**MATERIAL TO PROCESS:**
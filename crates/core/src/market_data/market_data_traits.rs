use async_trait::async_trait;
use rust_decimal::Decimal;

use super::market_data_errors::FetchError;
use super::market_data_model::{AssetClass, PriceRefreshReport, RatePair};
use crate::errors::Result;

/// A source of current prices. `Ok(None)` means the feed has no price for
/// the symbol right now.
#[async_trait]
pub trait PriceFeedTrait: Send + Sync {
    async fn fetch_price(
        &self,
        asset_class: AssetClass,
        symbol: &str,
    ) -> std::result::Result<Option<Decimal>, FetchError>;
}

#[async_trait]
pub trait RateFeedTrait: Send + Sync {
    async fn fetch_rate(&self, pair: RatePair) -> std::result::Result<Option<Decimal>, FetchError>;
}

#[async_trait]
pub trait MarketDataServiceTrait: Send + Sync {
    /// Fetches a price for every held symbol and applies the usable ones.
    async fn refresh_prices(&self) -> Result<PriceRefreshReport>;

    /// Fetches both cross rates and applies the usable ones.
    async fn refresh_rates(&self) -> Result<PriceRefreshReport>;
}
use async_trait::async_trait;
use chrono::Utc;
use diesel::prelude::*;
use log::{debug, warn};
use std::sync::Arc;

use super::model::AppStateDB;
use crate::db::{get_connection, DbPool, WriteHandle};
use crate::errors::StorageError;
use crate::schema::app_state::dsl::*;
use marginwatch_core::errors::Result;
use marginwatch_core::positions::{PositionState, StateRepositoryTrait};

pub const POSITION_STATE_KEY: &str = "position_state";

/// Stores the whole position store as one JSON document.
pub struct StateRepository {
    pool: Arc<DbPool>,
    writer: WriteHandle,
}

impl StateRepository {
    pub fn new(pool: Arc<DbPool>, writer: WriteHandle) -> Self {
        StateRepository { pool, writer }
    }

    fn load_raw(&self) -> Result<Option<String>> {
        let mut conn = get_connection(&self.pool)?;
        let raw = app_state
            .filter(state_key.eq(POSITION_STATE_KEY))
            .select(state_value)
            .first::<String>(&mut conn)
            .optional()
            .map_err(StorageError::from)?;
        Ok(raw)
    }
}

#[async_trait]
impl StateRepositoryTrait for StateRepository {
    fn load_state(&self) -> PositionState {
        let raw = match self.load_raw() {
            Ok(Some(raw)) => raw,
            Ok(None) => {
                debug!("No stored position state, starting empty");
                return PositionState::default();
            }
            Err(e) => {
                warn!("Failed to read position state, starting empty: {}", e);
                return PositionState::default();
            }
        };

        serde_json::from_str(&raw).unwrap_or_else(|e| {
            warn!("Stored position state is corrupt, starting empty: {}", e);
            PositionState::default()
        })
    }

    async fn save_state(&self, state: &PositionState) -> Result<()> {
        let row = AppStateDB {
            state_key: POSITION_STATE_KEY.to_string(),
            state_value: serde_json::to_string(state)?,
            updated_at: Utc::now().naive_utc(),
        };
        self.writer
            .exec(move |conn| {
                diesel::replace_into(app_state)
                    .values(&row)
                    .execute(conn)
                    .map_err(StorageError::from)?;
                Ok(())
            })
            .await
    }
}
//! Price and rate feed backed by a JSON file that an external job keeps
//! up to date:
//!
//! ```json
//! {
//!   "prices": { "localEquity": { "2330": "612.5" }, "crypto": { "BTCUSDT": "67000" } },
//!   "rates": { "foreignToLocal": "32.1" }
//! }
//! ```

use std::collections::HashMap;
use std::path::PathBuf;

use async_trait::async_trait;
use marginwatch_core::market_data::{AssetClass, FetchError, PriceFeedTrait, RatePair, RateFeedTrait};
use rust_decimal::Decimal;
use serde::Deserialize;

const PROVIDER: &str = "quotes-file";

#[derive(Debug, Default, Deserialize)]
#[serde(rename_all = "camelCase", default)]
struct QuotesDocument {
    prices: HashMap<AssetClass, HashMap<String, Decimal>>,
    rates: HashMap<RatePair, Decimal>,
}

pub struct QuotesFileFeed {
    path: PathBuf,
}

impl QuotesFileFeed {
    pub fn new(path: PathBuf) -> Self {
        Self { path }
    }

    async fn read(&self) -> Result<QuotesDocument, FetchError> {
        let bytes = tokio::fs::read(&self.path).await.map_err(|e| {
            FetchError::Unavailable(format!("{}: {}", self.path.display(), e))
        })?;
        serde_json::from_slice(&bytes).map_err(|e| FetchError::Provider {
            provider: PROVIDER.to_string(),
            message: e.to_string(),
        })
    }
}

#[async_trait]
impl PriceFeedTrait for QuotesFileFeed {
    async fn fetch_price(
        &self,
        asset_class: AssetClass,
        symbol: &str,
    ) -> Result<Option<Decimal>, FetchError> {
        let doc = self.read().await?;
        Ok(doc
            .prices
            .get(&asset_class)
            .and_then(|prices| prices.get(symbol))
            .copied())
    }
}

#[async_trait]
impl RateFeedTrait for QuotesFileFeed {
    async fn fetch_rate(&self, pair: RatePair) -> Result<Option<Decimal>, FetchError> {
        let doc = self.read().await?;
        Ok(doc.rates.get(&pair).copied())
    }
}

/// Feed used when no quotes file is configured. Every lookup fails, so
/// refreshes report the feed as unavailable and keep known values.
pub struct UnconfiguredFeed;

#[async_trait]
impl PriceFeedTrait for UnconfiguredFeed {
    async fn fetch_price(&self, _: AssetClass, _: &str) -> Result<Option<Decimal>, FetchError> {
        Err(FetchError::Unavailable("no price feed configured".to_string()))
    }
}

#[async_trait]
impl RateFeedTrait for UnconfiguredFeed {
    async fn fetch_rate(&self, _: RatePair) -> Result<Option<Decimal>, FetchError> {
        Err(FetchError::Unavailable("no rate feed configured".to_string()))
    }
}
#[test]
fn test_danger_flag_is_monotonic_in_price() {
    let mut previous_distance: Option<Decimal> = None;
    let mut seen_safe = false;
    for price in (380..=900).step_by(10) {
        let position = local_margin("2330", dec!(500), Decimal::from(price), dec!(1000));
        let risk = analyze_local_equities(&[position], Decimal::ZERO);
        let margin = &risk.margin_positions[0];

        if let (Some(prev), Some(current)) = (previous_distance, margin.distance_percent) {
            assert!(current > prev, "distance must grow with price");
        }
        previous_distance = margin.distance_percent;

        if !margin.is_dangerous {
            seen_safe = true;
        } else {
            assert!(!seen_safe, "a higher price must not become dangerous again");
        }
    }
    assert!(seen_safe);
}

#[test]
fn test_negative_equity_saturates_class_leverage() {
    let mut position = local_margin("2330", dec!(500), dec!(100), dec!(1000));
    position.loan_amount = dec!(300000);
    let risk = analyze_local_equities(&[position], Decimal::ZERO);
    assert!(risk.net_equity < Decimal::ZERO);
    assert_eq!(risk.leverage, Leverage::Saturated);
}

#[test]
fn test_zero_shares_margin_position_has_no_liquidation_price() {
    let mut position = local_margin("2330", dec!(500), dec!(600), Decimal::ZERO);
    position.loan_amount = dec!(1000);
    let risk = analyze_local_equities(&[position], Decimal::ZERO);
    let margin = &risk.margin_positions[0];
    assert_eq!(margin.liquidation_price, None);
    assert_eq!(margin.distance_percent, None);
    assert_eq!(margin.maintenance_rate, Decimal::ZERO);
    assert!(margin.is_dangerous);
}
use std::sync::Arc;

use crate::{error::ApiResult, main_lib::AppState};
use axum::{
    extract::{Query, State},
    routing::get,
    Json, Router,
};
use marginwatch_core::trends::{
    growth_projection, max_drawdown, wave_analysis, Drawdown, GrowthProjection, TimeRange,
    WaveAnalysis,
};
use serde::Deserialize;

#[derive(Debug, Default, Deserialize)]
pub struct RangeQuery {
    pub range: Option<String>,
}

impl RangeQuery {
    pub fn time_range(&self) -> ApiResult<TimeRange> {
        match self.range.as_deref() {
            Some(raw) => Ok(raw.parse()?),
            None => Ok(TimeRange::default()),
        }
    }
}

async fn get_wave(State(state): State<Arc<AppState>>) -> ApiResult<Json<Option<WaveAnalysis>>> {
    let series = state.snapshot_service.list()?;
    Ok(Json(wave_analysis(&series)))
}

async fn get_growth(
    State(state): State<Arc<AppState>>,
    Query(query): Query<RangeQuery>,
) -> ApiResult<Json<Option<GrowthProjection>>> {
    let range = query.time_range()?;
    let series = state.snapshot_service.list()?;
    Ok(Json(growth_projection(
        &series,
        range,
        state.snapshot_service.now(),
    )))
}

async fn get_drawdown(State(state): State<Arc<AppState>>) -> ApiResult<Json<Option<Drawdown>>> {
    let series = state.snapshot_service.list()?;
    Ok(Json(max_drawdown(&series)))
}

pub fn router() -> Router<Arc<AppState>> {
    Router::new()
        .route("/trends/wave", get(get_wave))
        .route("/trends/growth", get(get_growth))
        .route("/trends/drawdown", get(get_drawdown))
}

**WORK INSTRUCTION:** Search the data for "AppStateDB". Copy every matching line.

**WRITTEN RESPONSE:**
use super::model::AppStateDB;
        let row = AppStateDB {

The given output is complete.